Embedded among the qualities of character required for leadership in 1 Timothy 3.1-7 are two proven abilities. One is the ability to teach. But the other is the ability to manage a family well (vs.4,5) – in other words, ‘people skills.’ This seems a very necessary area, yet it is almost totally neglected. Of course, not all students will be married, but prospective pastors need to be taught how to care for people. In fact, this is the aim of ministry. Preaching and teaching are not ends in themselves.

In my experience it is actually ineptitude or downright ‘lording it’ in dealing with people that causes most problems in churches and therefore the biggest headaches for leaders. There is a sense in which what a father is to his family a pastor needs to be to his church. So I would argue that biblical parenting not only needs to be somewhere on the college curriculum, but that it should constitute a substantial element of the course.
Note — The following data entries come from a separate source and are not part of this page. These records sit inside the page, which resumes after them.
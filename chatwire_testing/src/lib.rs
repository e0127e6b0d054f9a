//! Utilities for driving a `chatwire` server from tests.
//!
//! [`TestServer`] runs a [`ChatServer`](chatwire::ChatServer) on an
//! ephemeral localhost port and [`TestClient`] speaks the wire protocol to it
//! over TCP.
//!
//! ```rust,no_run
//! use chatwire::{Message, Role};
//! use chatwire_testing::{TestServer, seeded_context};
//!
//! # async fn example() {
//! let server = TestServer::start(seeded_context(&[("alice", Role::User)])).await;
//! let mut alice = server.connect().await;
//! alice.send(Message::signin("alice", "pw")).await;
//! assert_eq!(alice.recv().await, Message::acknowledge("alice", Some("user")));
//! # }
//! ```

pub mod client;
pub mod logging;
pub mod macros;
pub mod server;

pub use chatwire::test_helpers::{MemoryChannel, MemoryPeer, memory_pair};
pub use client::{RECV_TIMEOUT, TestClient};
pub use logging::{LoggerHandle, logger};
pub use server::{SEEDED_SECRET, TestServer, seeded_context};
If a student fails in this area there must be large question marks over whether or not he is fit to be launched upon some unsuspecting church. But there is more to say.

Prayer

Iain Duguid writes: ‘When we neglect to pray in order to get out and do, we are proclaiming a practical theology of self-reliance, whatever our theological formulation may be. It is striking that seminaries typically have few courses teaching future ministers of the gospel about prayer compared to those instructing them how to preach or witness. Is it any wonder, then, that we frequently turn out pastors who have not learned how to wait patiently upon the Lord and seek his Spirit’s power? Such pastors, in turn, naturally preach more to their congregations on the importance of witnessing than on the centrality of prayer. The result is that our churches are frequently intensely busy places, but the busyness is ours, not Christ’s. Christians need to remember that they are founding members of the new Spirit-filled community – or, more precisely, that Christ, the new Adam, is the founding member into whose community the Spirit builds. This means that our greatest need is not to be more active but for the Spirit to be more active in and through us.’ * The apostles emphasised ‘prayer and the ministry of the word’ (Acts 6.4).

Our theological training courses need re-jigging. (I wonder if I’m going to be called into the headmaster’s office at London Seminary?)

*Ezekiel (New Application Bible Commentary), by Iain M. Duguid, Zondervan, pp. 75, 76.